Lisa rassembla son courage.
— On dirait que tu es malheureux.
Freddy reprit sa partie de billard. Il soulevait l’appareil imperceptiblement et lui administrait des coups de genou pour rectifier le circuit de la bille lorsqu’elle échappait à son contrôle. Il était un spectacle à lui tout seul et les deux Allemands, émerveillés, se mirent à le regarder opérer en poussant des exclamations ravies.
— Tu es malheureux ? insista Lisa.
Frank lui passa la main dans les cheveux, doucement, tendrement.
— Ce sont ces cinq années qui ont du mal à passer, Lisa.
Il suivit du bout de l’index les traits délicats de son amie. Elle avait une peau dont la douceur l’émerveillait.
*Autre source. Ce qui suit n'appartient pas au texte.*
impl<'a, E: ExecutionEnvironment> Resolver<'a, E> {
    /// A resolver without a content cache.
    #[must_use]
    pub const fn new(env: &'a E, throttle: &'a Throttle) -> Self {
        Self {
            env,
            throttle,
            cache: None,
            bypass_cache: false,
        }
    }

    /// Use `cache` for URL imports. With `bypass` set, lookups always miss
    /// but fresh bodies are still stored.
    #[must_use]
    pub const fn with_cache(mut self, cache: Option<&'a ContentCache>, bypass: bool) -> Self {
        self.cache = cache;
        self.bypass_cache = bypass;
        self
    }

    /// Resolve every action concurrently, preserving order.
    ///
    /// `cwd` is the directory relative paths resolve against and `stack`
    /// holds the files being expanded on the current chain.
    pub async fn resolve_all(
        &self,
        actions: Vec<ImportAction>,
        cwd: &Path,
        stack: &ExpansionStack,
    ) -> Result<Vec<ResolvedImport>, ImportError> {
        try_join_all(actions.into_iter().map(|action| self.resolve(action, cwd, stack))).await
    }

    /// Resolve a single action.
    pub async fn resolve(
        &self,
        action: ImportAction,
        cwd: &Path,
        stack: &ExpansionStack,
    ) -> Result<ResolvedImport, ImportError> {
        match &action {
            ImportAction::File {
                path,
                line_range: Some(range),
                ..
            } => {
                let path = self.resolve_path(path, cwd);
                let content = self.resolve_line_range(&action, &path, *range).await?;
                Ok(plain(action, content))
            }
            ImportAction::File {
                path,
                line_range: None,
                ..
            } => {
                let path = self.resolve_path(path, cwd);
                let (canonical, content) = self.resolve_file(&action, &path, stack).await?;
                Ok(ResolvedImport {
                    action,
                    content,
                    expand_from: Some(canonical),
                })
            }
            ImportAction::Symbol {
                path,
                symbol,
                ..
            } => {
                let path = self.resolve_path(path, cwd);
                let content = self.resolve_symbol(&action, &path, symbol).await?;
                Ok(plain(action, content))
            }
            ImportAction::Glob {
                pattern, ..
            } => {
                let content = self.resolve_glob(&action, pattern, cwd).await?;
                Ok(plain(action, content))
            }
            ImportAction::Url {
                url, ..
            } => {
                let content = self.resolve_url(&action, url).await?;
                Ok(plain(action, content))
            }
            ImportAction::Command {
                command, ..
            } => {
                self.env.log(&format!("Running command {command}"));
                let content =
                    self.run(&action, command, ExecRequest::Shell(command.clone()), cwd).await?;
                Ok(plain(action, content))
            }
            ImportAction::ExecutableCodeFence {
                language,
                shebang,
                code,
                ..
            } => {
                self.env.log(&format!("Executing {language} code fence"));
                let interpreter = shebang.trim_start_matches("#!").trim().to_string();
                if interpreter.is_empty() {
                    return Err(execution_error(&action, shebang, "shebang names no interpreter"));
                }
                let request = ExecRequest::Script {
                    interpreter: interpreter.clone(),
                    code: code.clone(),
                };
                let content = self.run(&action, &interpreter, request, cwd).await?;
                Ok(plain(action, content))
            }
        }
    }

    /// Apply `~`, absolute and cwd-relative path forms.
    fn resolve_path(&self, raw: &str, cwd: &Path) -> PathBuf {
        let home_relative = raw.strip_prefix("~/").or_else(|| (raw == "~").then_some(""));
        if let (Some(rest), Some(home)) = (home_relative, self.env.home_dir()) {
            return home.join(rest);
        }
        let path = Path::new(raw);
        if path.is_absolute() { path.to_path_buf() } else { cwd.join(path) }
    }

    /// Existence, binary check and read, shared by the file-based routines.
    async fn read_checked(&self, action: &ImportAction, path: &Path) -> Result<String, ImportError> {
        if !self.env.file_exists(path).await {
            return Err(ImportError::FileNotFound {
                path: path.display().to_string(),
                directive: action.original().to_string(),
                index: action.index(),
            });
        }
        if self.env.is_binary(path).await.map_err(|e| io_error(action, path, &e))? {
            return Err(ImportError::BinaryFile {
                path: path.display().to_string(),
                directive: action.original().to_string(),
                index: action.index(),
            });
        }
        self.env.read_text(path).await.map_err(|e| io_error(action, path, &e))
    }

    async fn resolve_line_range(
        &self,
        action: &ImportAction,
        path: &Path,
        range: LineRange,
    ) -> Result<String, ImportError> {
        self.env.log(&format!("Reading {} lines {}-{}", path.display(), range.start, range.end));
        self.throttle
            .run(async { Ok(range.slice(&self.read_checked(action, path).await?)) })
            .await
    }

    async fn resolve_file(
        &self,
        action: &ImportAction,
        path: &Path,
        stack: &ExpansionStack,
    ) -> Result<(PathBuf, String), ImportError> {
        self.env.log(&format!("Reading {}", path.display()));
        self.throttle
            .run(async {
                if !self.env.file_exists(path).await {
                    return Err(ImportError::FileNotFound {
                        path: path.display().to_string(),
                        directive: action.original().to_string(),
                        index: action.index(),
                    });
                }
                let canonical =
                    self.env.canonicalize(path).await.map_err(|e| io_error(action, path, &e))?;
                if stack.contains(&canonical) {
                    return Err(ImportError::CircularImport {
                        chain: stack.chain_with(&canonical),
                        directive: action.original().to_string(),
                        index: action.index(),
                    });
                }
                let content = self.read_checked(action, &canonical).await?;
                Ok((canonical, content))
            })
            .await
    }

    async fn resolve_symbol(
        &self,
        action: &ImportAction,
        path: &Path,
        symbol: &str,
    ) -> Result<String, ImportError> {
        self.env.log(&format!("Extracting {symbol} from {}", path.display()));
        let content = self.throttle.run(self.read_checked(action, path)).await?;
        extract_symbol(&content, symbol).ok_or_else(|| ImportError::SymbolNotFound {
            symbol: symbol.to_string(),
            path: path.display().to_string(),
            directive: action.original().to_string(),
            index: action.index(),
        })
    }

    async fn resolve_glob(
        &self,
        action: &ImportAction,
        pattern: &str,
        cwd: &Path,
    ) -> Result<String, ImportError> {
        self.env.log(&format!("Expanding glob {pattern}"));
        let matches = self
            .throttle
            .run(async {
                self.env
                    .expand_glob(pattern, cwd)
                    .await
                    .map_err(|e| io_error(action, Path::new(pattern), &e))
            })
            .await?;
        if matches.is_empty() {
            tracing::debug!("Glob {pattern} matched no files");
        }
        Ok(wrap_matches(&matches))
    }

    async fn resolve_url(&self, action: &ImportAction, url: &str) -> Result<String, ImportError> {
        self.env.log(&format!("Fetching {url}"));

        let lookup = match self.cache {
            Some(cache) => cache.lookup(url, self.bypass_cache).await,
            None => CacheLookup::miss(),
        };
        if let Some(content) = lookup.content.as_ref().filter(|_| lookup.hit) {
            self.env.log(&format!("Using cached {url}"));
            return Ok(content.clone());
        }

        let mut request = FetchRequest::new(url);
        if let Some(metadata) = &lookup.metadata {
            request.etag = metadata.etag.clone();
            request.last_modified = metadata.last_modified.clone();
        }
        let response = self
            .throttle
            .run(async {
                self.env.fetch(request).await.map_err(|e| ImportError::Network {
                    url: url.to_string(),
                    reason: format!("{e:#}"),
                    directive: action.original().to_string(),
                    index: action.index(),
                })
            })
            .await?;

        match response {
            FetchResponse::NotModified {
                etag,
                last_modified,
            } => {
                let (Some(cache), Some(content)) = (self.cache, lookup.content) else {
                    return Err(ImportError::Network {
                        url: url.to_string(),
                        reason: "304 Not Modified without a cached body".to_string(),
                        directive: action.original().to_string(),
                        index: action.index(),
                    });
                };
                if let Err(e) = cache.touch(url, etag, last_modified).await {
                    tracing::warn!(target: "cache", "Failed to refresh cache entry for {url}: {e:#}");
                }
                Ok(content)
            }
            FetchResponse::Fetched {
                content,
                content_type,
                etag,
                last_modified,
            } => {
                classify_content(url, content_type.as_deref(), &content).map_err(
                    |rejected| ImportError::UnsupportedContentType {
                        url: url.to_string(),
                        content_type: rejected,
                        directive: action.original().to_string(),
                        index: action.index(),
                    },
                )?;
                if let Some(cache) = self.cache {
                    let info = EntryInfo {
                        etag,
                        last_modified,
                        content_type,
                    };
                    if let Err(e) = cache.set(url, &content, info, None).await {
                        tracing::warn!(target: "cache", "Failed to cache {url}: {e:#}");
                    }
                }
                Ok(content)
            }
        }
    }

    /// Execute under the throttle; a non-zero exit is logged, not raised.
    async fn run(
        &self,
        action: &ImportAction,
        label: &str,
        request: ExecRequest,
        cwd: &Path,
    ) -> Result<String, ImportError> {
        let output = self
            .throttle
            .run(async {
                self.env
                    .exec(request, cwd)
                    .await
                    .map_err(|e| execution_error(action, label, &format!("{e:#}")))
            })
            .await?;

        if !output.success() {
            let status = output.status.map_or_else(|| "signal".to_string(), |c| c.to_string());
            tracing::warn!(
                "`{}` exited with status {status}: {}",
                action.original(),
                output.stderr.trim_end()
            );
        }
        Ok(output.stdout.trim_end().to_string())
    }
}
— Tout à l’heure, reprit-il, je te disais que tu ressemblais à ce que j’imaginais. Mais ce que je ne t’ai pas dit, c’est qu’un jour, Lisa, un jour je me suis mis à t’imaginer avec cinq ans de plus. Le rajustement s’est opéré tout seul, le temps de faire ça…
Il fit claquer ses doigts et tarda à abaisser son bras.
— Tu sais, dans certains vieux films rafistolés il y a des sautes d’images. Tu regardes un personnage amorcer un geste, et tac, le geste est terminé sans avoir été fait. Toi, tu as vieilli de cinq ans ici !
Il se frappa le front.
— Tu as vieilli de cinq ans en une fraction de seconde. Tu saisis ?
Lisa avait deux larmes au bord des cils. Elle essayait de les contenir, mais on ne contient pas des larmes.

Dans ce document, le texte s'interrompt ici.